Producer gas (carbon monoxide) is prepared by passing air over red-hot coke: \(\mathrm{C}(s)+\frac{1}{2} \mathrm{O}_{2}(g) \longrightarrow \mathrm{CO}(g)\) Water gas (a mixture of carbon monoxide and hydrogen) is prepared by passing steam over red-hot coke: \(\mathrm{C}(s)+\mathrm{H}_{2} \mathrm{O}(g) \longrightarrow \mathrm{CO}(g)+\mathrm{H}_{2}(g)\) For many years, both producer gas and water gas were used as fuels in industry and for domestic cooking. The large-scale preparation of these gases was carried out alternately; that is, first producer gas, then water gas, and so on. Using thermochemical reasoning, explain why this procedure was chosen.
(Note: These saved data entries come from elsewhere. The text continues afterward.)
use std::process;

mod headless;
mod logging;

fn main() {
    let args: Vec<String> = std::env::args().collect();
    if let Err(err) = headless::run(&args) {
        eprintln!("error: {err}");
        process::exit(1);
    }
}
Why are cold, damp air and hot, humid air more uncomfortable than dry air at the same temperatures? [The specific heats of water vapor and air are approximately \(1.9 \mathrm{~J} /\left(\mathrm{g} \cdot{ }^{\circ} \mathrm{C}\right)\) and \(1.0 \mathrm{~J} /\left(\mathrm{g} \cdot{ }^{\circ} \mathrm{C}\right)\) respectively.

A piece of silver with a mass of \(362 \mathrm{~g}\) has a heat capacity of \(85.7 \mathrm{~J} /{ }^{\circ} \mathrm{C}\). What is the specific heat of silver?

A 46-kg person drinks \(500 \mathrm{~g}\) of milk, which has a "caloric" value of approximately \(3.0 \mathrm{~kJ} / \mathrm{g}\). If only 17 percent of the energy in milk is converted to mechanical work, how high (in meters) can the person climb based on this energy intake?

An excess of zinc metal is added to \(50.0 \mathrm{~mL}\) of a \(0.100 \mathrm{M} \mathrm{AgNO}_{3}\) solution in a constant-pressure calorimeter like the one pictured in Figure 5.8 . As a result of the reaction \(\mathrm{Zn}(s)+2 \mathrm{Ag}^{+}(a q) \longrightarrow \mathrm{Zn}^{2+}(a q)+2 \mathrm{Ag}(s)\) the temperature rises from \(19.25^{\circ} \mathrm{C}\) to \(22.17^{\circ} \mathrm{C}\). If the heat capacity of the calorimeter is \(98.6 \mathrm{~J} /{ }^{\circ} \mathrm{C},\) calculate the enthalpy change for the given reaction on a molar basis. Assume that the density and specific heat of the solution are the same as those for water, and ignore the specific heats of the metals.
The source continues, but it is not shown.